The letter mentioned how Anna was overworked by her seniors, pressured to clock in extra hours and work weekends, which led to her untimely death.
A copy of the letter was circulated on social media. However, NDTV Profit was unable to reach Anna’s parents for a comment.
“She worked tirelessly at EY and gave her all to meet the demands placed on her. However, the workload, new environment and long hours took a toll on her physically, emotionally and mentally,” Anna’s mother wrote in her letter.
Anna, a resident of Kochi, joined the audit team at the Pune office of SR Batliboi, a member firm of EY Global, only in March. She passed away of a cardiac arrest in July, according to people in the know.
The letter also highlighted the nature of Anna’s work, where her manager would reschedule meetings around cricket matches and assign her work at the end of the day. This would add to the already high workload for Anna, according to her mother.
When Anna joined the audit team, she was warned that many other employees had quit the team owing to the high work load and stress. “Anna, you must stick around and change everyone’s opinion about our team,” she was allegedly told.
Anna would often come home so exhausted that she could not even change before hitting the bed.
Her mother also highlighted EY’s human rights statement, where Memani is a signatory himself.
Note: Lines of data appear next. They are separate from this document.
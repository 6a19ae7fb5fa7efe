//! Timer board CLI - multi-timer countdowns in the terminal
//!
//! Each board slot holds a timer card with three modes:
//! - Threshold notifications with sounds and background colors
//! - Togglable notification buttons
//! - A looping end alarm with an optional voice insert

use std::path::Path;
use std::sync::{Arc, RwLock};

use anyhow::{Context, Result};
use clap::{CommandFactory, Parser};
use tokio::sync::{mpsc, watch, Mutex};
use tracing::{debug, info, warn};

use timerboard::cli::{
    BoardCommand, Cli, Commands, ConfigCommand, Display, LibraryCommand, RunArgs,
};
use timerboard::engine::{run_ticker, CountdownEngine, TimerEvent};
use timerboard::sound::{
    try_create_player, NoopSoundPlayer, SoundLibrary, SoundPlayer, SoundResolver,
};
use timerboard::store::{BoardStore, JsonFileStore, KeyValueStore};
use timerboard::types::{SlotId, TimerCardConfig};

/// Main entry point
#[tokio::main(flavor = "current_thread")]
async fn main() {
    // Parse command line arguments
    let cli = Cli::parse();

    // Initialize logging
    init_tracing(cli.verbose);

    // Execute command
    if let Err(e) = execute(cli).await {
        Display::show_error(&format!("{e:#}"));
        std::process::exit(1);
    }
}

/// Initializes the tracing subscriber for logging.
fn init_tracing(verbose: bool) {
    use tracing_subscriber::{fmt, EnvFilter};

    let default = if verbose { "info" } else { "warn" };
    let filter = EnvFilter::try_from_default_env().unwrap_or_else(|_| EnvFilter::new(default));

    fmt()
        .with_env_filter(filter)
        .with_target(false)
        .without_time()
        .with_writer(std::io::stderr)
        .init();
}

/// Executes the CLI command.
async fn execute(cli: Cli) -> Result<()> {
    let Some(command) = cli.command else {
        // No command provided, show help
        Cli::command().print_help()?;
        return Ok(());
    };

    if let Commands::Completions { shell } = command {
        generate_completions(shell);
        return Ok(());
    }

    let board = open_board(cli.store.as_deref())?;

    match command {
        Commands::Run(args) => run_slot(&board, args).await,
        Commands::Config(cmd) => config_command(&board, cmd),
        Commands::Library(cmd) => library_command(&board, cmd),
        Commands::Board(cmd) => board_command(&board, cmd),
        Commands::Completions { .. } => Ok(()),
    }
}

/// Opens the persisted store at `path`, or at the default location.
fn open_board(path: Option<&Path>) -> Result<BoardStore> {
    let store = match path {
        Some(path) => JsonFileStore::open(path),
        None => JsonFileStore::open_default(),
    }
    .context("ストアを開けません")?;
    debug!(path = %store.path().display(), "Using store");
    Ok(BoardStore::new(Arc::new(store)))
}

// ============================================================================
// run
// ============================================================================

/// Runs one slot until it resets, or until Ctrl-C.
async fn run_slot(board: &BoardStore, args: RunArgs) -> Result<()> {
    let slot = SlotId::new(args.slot.as_str());
    let player = create_player(&**board.inner(), args.no_sound);

    let (tx, mut rx) = mpsc::unbounded_channel();
    let mut engine = CountdownEngine::load(board.slot(slot.clone()), board.load_settings(), player)
        .with_events(tx);

    if let Some(mode) = args.mode {
        engine.choose_mode(mode)?;
    }
    if let Some(digits) = &args.digits {
        for digit in digits.chars() {
            engine.push_digit(digit)?;
        }
    }
    for button in &args.buttons {
        engine.toggle_button_row(usize::from(*button) - 1)?;
    }
    engine.start()?;
    info!(slot = %slot, mode = engine.active_mode_index(), "Slot started");

    let config = engine.config().clone();
    let engine = Arc::new(Mutex::new(engine));
    let (shutdown_tx, shutdown_rx) = watch::channel(false);
    let ticker = run_ticker(Arc::clone(&engine), shutdown_rx);
    tokio::pin!(ticker);

    loop {
        tokio::select! {
            event = rx.recv() => {
                let Some(event) = event else { break };
                Display::show_event(&event, &config);
                match event {
                    TimerEvent::Finished { .. } if args.exit_on_finish => {
                        engine.lock().await.reset();
                        break;
                    }
                    TimerEvent::Reset { .. } => break,
                    _ => {}
                }
            }
            result = tokio::signal::ctrl_c() => {
                result.context("シグナルを待機できません")?;
                debug!("Interrupted");
                engine.lock().await.reset();
                break;
            }
            () = &mut ticker => break,
        }
    }

    stop_ticker(&shutdown_tx);
    while let Ok(event) = rx.try_recv() {
        Display::show_event(&event, &config);
    }
    Ok(())
}

/// Signals the ticker to stop. Returns false if it had already gone.
fn stop_ticker(shutdown_tx: &watch::Sender<bool>) -> bool {
    if shutdown_tx.send(true).is_err() {
        debug!("Ticker already stopped");
        return false;
    }
    true
}

/// Builds the audio player, falling back to silence without an output device.
fn create_player(store: &dyn KeyValueStore, no_sound: bool) -> Arc<dyn SoundPlayer> {
    if no_sound {
        return Arc::new(NoopSoundPlayer);
    }

    let mut library = SoundLibrary::load(store);
    if let Err(e) = library.migrate_expiring_urls(store) {
        warn!("音声ライブラリの移行に失敗しました: {}", e);
    }
    let resolver = SoundResolver::new(Arc::new(RwLock::new(library)));

    if let Some(player) = try_create_player(resolver, false) {
        return player;
    }
    Display::show_warning("オーディオ出力が使えないため音なしで実行します");
    Arc::new(NoopSoundPlayer)
}

// ============================================================================
// config / library / board
// ============================================================================

fn config_command(board: &BoardStore, cmd: ConfigCommand) -> Result<()> {
    match cmd {
        ConfigCommand::Show { slot, json } => {
            let slot = SlotId::new(slot);
            let config = board.slot(slot.clone()).load_config();
            if json {
                println!("{}", serde_json::to_string_pretty(&config)?);
            } else {
                Display::show_config(&slot, &config, &board.load_settings());
            }
        }
        ConfigCommand::Import { slot, file } => {
            let slot = SlotId::new(slot);
            let text = std::fs::read_to_string(&file)
                .with_context(|| format!("{}を読み込めません", file.display()))?;
            let config: TimerCardConfig =
                serde_json::from_str(&text).context("設定ファイルの形式が不正です")?;
            config.validate().map_err(anyhow::Error::msg)?;
            board.slot(slot.clone()).save_config(&config)?;

            let mut slots = board.load_slots();
            if !slots.contains(&slot) {
                slots.push(slot.clone());
                board.save_slots(&slots)?;
            }
            Display::show_success(&format!("スロット{slot}に設定を取り込みました"));
        }
    }
    Ok(())
}

fn library_command(board: &BoardStore, cmd: LibraryCommand) -> Result<()> {
    let store: &dyn KeyValueStore = board.inner().as_ref();
    let mut library = SoundLibrary::load(store);

    match cmd {
        LibraryCommand::List => Display::show_library(library.entries()),
        LibraryCommand::Add { file, name } => {
            let id = library.import_file(store, &file, name.as_deref())?;
            Display::show_success(&format!("音声を登録しました: {id}"));
        }
        LibraryCommand::Remove { id } => {
            library.remove(store, &id)?;
            Display::show_success(&format!("音声を削除しました: {id}"));
        }
        LibraryCommand::Rename { id, name } => {
            library.rename(store, &id, &name)?;
            Display::show_success(&format!("名前を変更しました: {name}"));
        }
        LibraryCommand::Volume { id, volume } => {
            library.set_volume(store, &id, f64::from(volume))?;
            Display::show_success(&format!("音量を{volume}%にしました"));
        }
    }
    Ok(())
}

fn board_command(board: &BoardStore, cmd: BoardCommand) -> Result<()> {
    match cmd {
        BoardCommand::Show => Display::show_board(
            &board.load_settings(),
            &board.load_slots(),
            &board.load_page_names(),
            board.page_locked(),
        ),
        BoardCommand::SetResetDelay { seconds } => {
            let settings = board.load_settings().with_auto_reset_seconds(seconds);
            board.save_settings(&settings)?;
            Display::show_success(&format!(
                "自動リセットを{}秒にしました",
                settings.auto_reset_seconds
            ));
        }
    }
    Ok(())
}

/// Generates shell completion scripts.
fn generate_completions(shell: clap_complete::Shell) {
    use clap_complete::generate;
    use std::io;

    let mut cmd = Cli::command();
    let bin_name = cmd.get_name().to_string();
    generate(shell, &mut cmd, bin_name, &mut io::stdout());
}
// Copyright (c) 2024 <Wei Li>. 
//
// This source code is licensed under the GNU license found in the
// LICENSE file in the root directory of this source tree.
// 
// A test of Option.

fn main() {
    let a = 2;
    let o: Option<&u32> = Some(&a);

    if o.is_some() {
        let _x = o.unwrap();
    }
} 
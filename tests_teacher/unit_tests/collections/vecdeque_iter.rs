// Copyright (c) 2024 <Wei Li>.
//
// This source code is licensed under the GNU license found in the
// LICENSE file in the root directory of this source tree.
//
// A test of VecDeque.

use std::collections::VecDeque;

pub fn main() {
    let a = 1;
    let b = 2;
    let c = 3;
    let mut v: VecDeque<&i32> = VecDeque::new();
    v.push_back(&a);
    v.push_back(&b);
    v.push_back(&c);

    for d in v.iter() {
        let _e = *d;
    }
}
The statement assigns this specific line under employee rights: The right of all people to enjoy a physically and psychologically safe work environment.
According to another person in the know, past and present senior leaders at EY have been intently discussing the case today, where many have pointed out that the work culture needs to slow down to accommodate the health and well-being of employees.
Memani is directly looking into the matter, with the human resources division internally investigating the case, an EY insider said.
However, it is unclear why such an investigation is happening nearly two months after Anna’s death.
“That her promising career was cut short in this tragic manner is an irreparable loss for all of us. While no measure can compensate for the loss experienced by the family, we have provided all the assistance as we always do in such times of distress and will continue to do so,” a spokesperson for EY said in a statement on Wednesday.
“We are taking the family’s correspondence with the utmost seriousness and humility,” the spokesperson said.
Separately, this spokesperson also said that the firm “will continue to find ways to improve and provide a healthy workplace for our 100,000 people across EY member firms in India.”